WORK TO BE COMPLETED: For each line below that includes the word "SeqCst", make a copy.

Collected data entries:
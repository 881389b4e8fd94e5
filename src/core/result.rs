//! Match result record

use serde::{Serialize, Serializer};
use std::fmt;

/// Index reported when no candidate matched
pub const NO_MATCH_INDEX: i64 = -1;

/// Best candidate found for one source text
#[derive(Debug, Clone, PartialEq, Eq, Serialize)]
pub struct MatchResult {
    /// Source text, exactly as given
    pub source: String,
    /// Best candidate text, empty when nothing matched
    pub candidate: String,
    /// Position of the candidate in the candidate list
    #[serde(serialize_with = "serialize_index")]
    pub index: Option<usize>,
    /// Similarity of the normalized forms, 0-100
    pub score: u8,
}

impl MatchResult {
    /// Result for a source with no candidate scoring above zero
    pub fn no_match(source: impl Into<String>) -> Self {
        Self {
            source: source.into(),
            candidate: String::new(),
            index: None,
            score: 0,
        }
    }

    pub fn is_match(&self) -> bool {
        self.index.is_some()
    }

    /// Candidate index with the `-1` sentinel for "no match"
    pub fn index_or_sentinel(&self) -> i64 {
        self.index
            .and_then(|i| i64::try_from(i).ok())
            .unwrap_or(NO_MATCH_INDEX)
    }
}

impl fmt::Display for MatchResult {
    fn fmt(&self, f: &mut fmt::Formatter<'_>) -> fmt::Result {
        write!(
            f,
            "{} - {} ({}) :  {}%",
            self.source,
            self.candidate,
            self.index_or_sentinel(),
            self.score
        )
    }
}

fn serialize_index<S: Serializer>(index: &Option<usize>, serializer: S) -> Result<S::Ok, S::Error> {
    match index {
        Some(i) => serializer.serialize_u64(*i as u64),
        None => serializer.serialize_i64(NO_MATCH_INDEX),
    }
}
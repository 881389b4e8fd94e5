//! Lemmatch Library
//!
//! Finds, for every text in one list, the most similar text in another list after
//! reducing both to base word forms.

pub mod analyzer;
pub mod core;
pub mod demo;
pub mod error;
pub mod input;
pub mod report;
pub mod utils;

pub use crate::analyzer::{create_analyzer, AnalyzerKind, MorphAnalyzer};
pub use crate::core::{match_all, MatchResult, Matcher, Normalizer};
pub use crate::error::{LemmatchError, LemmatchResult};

==

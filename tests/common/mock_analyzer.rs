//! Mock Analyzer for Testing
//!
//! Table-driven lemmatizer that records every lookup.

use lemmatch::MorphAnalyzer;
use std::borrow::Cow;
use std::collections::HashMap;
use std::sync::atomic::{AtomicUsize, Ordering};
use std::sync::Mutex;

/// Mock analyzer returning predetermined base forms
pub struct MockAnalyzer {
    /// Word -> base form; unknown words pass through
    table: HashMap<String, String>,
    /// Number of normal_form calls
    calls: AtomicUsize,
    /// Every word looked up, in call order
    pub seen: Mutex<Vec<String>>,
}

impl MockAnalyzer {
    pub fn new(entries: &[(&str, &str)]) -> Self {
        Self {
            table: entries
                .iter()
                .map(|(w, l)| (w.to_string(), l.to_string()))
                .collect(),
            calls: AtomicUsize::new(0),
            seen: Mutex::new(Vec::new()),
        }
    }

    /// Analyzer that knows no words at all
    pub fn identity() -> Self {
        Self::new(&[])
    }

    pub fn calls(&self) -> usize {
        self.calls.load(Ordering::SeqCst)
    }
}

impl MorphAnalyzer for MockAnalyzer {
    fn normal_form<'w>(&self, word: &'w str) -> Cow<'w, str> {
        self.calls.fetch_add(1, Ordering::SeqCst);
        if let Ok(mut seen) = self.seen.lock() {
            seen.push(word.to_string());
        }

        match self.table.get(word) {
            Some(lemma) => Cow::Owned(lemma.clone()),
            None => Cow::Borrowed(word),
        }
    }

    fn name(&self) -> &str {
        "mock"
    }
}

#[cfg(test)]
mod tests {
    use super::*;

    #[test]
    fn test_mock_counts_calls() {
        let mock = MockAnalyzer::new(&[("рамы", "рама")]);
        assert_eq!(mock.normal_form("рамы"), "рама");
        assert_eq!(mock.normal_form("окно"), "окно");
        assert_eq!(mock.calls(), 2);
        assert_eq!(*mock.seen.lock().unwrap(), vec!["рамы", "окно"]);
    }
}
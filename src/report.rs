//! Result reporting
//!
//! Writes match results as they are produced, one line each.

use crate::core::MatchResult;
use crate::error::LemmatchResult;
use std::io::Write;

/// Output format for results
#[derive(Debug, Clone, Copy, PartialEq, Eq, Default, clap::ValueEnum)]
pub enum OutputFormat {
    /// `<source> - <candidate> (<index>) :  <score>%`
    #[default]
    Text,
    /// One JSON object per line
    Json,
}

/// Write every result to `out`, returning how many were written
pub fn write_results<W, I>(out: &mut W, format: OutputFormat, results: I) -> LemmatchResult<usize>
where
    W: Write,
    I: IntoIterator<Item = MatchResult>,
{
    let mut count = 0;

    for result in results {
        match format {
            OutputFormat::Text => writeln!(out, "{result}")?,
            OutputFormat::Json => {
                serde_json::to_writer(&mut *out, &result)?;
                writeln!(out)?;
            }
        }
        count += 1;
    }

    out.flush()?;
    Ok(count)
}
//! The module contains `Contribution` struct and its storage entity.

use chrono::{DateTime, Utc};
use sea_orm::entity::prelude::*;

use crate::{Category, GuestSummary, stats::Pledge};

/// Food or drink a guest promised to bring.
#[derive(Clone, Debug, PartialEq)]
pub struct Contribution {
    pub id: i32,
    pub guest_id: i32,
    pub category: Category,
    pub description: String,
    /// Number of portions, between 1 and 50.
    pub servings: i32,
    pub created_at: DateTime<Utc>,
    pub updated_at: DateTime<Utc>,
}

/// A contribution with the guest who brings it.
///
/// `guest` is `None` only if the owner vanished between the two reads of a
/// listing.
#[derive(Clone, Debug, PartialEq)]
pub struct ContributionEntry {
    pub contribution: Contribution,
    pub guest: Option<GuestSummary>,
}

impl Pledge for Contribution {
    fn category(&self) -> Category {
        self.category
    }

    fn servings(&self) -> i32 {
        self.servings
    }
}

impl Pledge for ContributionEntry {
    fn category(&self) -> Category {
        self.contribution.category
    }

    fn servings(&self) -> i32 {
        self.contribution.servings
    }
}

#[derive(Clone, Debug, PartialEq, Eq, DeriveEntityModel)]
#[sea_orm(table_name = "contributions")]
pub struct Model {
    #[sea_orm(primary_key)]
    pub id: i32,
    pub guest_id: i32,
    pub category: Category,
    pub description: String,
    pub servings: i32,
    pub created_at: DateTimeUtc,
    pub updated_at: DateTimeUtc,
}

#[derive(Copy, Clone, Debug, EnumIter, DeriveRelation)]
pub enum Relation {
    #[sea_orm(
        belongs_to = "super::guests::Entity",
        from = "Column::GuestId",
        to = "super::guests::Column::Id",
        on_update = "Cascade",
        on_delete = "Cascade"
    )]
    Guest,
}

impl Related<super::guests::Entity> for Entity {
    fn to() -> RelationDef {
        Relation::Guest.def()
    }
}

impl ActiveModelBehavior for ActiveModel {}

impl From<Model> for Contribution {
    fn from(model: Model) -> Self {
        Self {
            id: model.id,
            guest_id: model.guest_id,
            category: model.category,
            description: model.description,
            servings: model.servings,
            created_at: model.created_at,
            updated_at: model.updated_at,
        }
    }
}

TASK RESULT:
        self.calls.load(Ordering::SeqCst)
        self.calls.fetch_add(1, Ordering::SeqCst);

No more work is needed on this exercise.